七月八日
早上七点来到亚丁景区的服务中心,按照刘的预定,三个半小时就能转完景区,下午就可以赶往理塘,晚上就可以住宿在理塘。
进入景区的服务中心,才知道不允许开自己的车,必须统一坐景区的大巴车,车票一百二十元,门票一百八十元,既然进来了,那就坐吧!景区的大巴车绕着山头,左转右转,一边是悬崖,一边是云海,一会是高山,一会又是峡谷,老公说让他开车也不敢在这样的路况下开。无意间看见窗外的树,怎么那么奇怪,好似树叶都朝下生长,想拍几张照片,可是隔着窗户,总是模糊不清楚,我和老公都很吃惊到底是怎样的一种状况,难道和高海拔有关系?
中巴车转了快两个小时,才终于进入景区的大门,下车以后,大家因为参观的兴趣不同,决定分两个小队行动。刘和他的父亲要骑马上雪山,拍雪景,我们不想上,就在景区随便转转,所以决定坐电瓶车溜达一圈。
想象着电瓶车应该是可以随时停下来,随时再上车的环线,结果大失所望,电瓶车一口气跑了半个多小时,把我们拉到另外一个服务区,路途上得到很多美景都是一晃而过,啥也没看见。到地方停车一看,原来是一个马场,清清的雪水,映出下面的五光十色的彩色卵石,很漂亮,任何角度都可以拍出漂亮的照片,像一幅幅优美的油彩画!

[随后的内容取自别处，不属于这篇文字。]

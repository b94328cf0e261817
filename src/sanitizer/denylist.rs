//! Deny-list pass: explicitly block known-dangerous elements and attributes.

use std::collections::HashSet;

use ego_tree::NodeId;
use scraper::{Html, Selector};

use super::Sanitizer;
use super::tree::{Disposition, serialize_fragment};

/// Elements that are always removed, content included, whatever the
/// allow-list says.
pub const DENIED_TAGS: &[&str] = &[
    "script", "object", "embed", "link", "style", "meta", "form", "input", "button", "textarea",
    "select", "iframe", "frame", "frameset", "applet",
];

/// Sanitizer that removes every element matched by its CSS selectors and
/// strips event-handler and `style` attributes from everything else.
///
/// It runs after the allow-list so that a widened allow-list can never let a
/// denied construct through.
///
/// # Example
///
/// ```
/// use chat_guard::sanitizer::{DenyListSanitizer, Sanitizer};
///
/// let sanitizer = DenyListSanitizer::default();
/// let html = r#"<p onclick="steal()">Hi</p><form><input name="pwd"></form>"#;
/// assert_eq!(sanitizer.sanitize(html), "<p>Hi</p>");
/// ```
pub struct DenyListSanitizer {
    selectors: Vec<String>,
}

impl DenyListSanitizer {
    /// Create a deny-list from CSS selectors. Invalid selectors are skipped
    /// with a warning.
    pub fn new<I, S>(selectors: I) -> Self
    where
        I: IntoIterator<Item = S>,
        S: Into<String>,
    {
        Self {
            selectors: selectors.into_iter().map(Into::into).collect(),
        }
    }

    fn denied_nodes(&self, document: &Html) -> HashSet<NodeId> {
        let mut denied = HashSet::new();
        for selector_str in &self.selectors {
            let Ok(selector) = Selector::parse(selector_str) else {
                tracing::warn!("Invalid CSS selector: {selector_str}");
                continue;
            };
            denied.extend(document.select(&selector).map(|el| el.id()));
        }
        denied
    }
}

impl Default for DenyListSanitizer {
    fn default() -> Self {
        Self::new(DENIED_TAGS.iter().copied())
    }
}

pub(crate) fn is_denied_attr(name: &str) -> bool {
    let name = name.to_ascii_lowercase();
    name.starts_with("on") || name == "style" || name == "formaction" || name == "srcdoc"
}

impl Sanitizer for DenyListSanitizer {
    fn sanitize(&self, html: &str) -> String {
        let document = Html::parse_fragment(html);
        let denied = self.denied_nodes(&document);

        serialize_fragment(&document, |node, el| {
            if denied.contains(&node.id()) {
                return Disposition::Remove;
            }
            let mut attrs: Vec<(String, String)> = el
                .attrs()
                .filter(|(name, _)| !is_denied_attr(name))
                .map(|(name, value)| (name.to_string(), value.to_string()))
                .collect();
            attrs.sort();
            Disposition::Keep(attrs)
        })
    }
}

看看线路图,再听听藏胞们的介绍,原来到这个地方最值得参观的就是牛奶海和五彩海,图标提示是5.71公里,一个来回也就是十多公里,按照平日的运动习惯,觉得也不是大事,应该可以很轻松地完成。现在想来,真的不知道天高地厚,太自以为是了,真的以为三四个小时就可以回程了,所以都潇洒得很,任何吃的喝的都没有准备,老公只是随手带了一瓶水,肖更是绝,直接把手里的一瓶水喝个精光,潇洒的一扔瓶子,为此他后悔的几乎断肠,这是后话。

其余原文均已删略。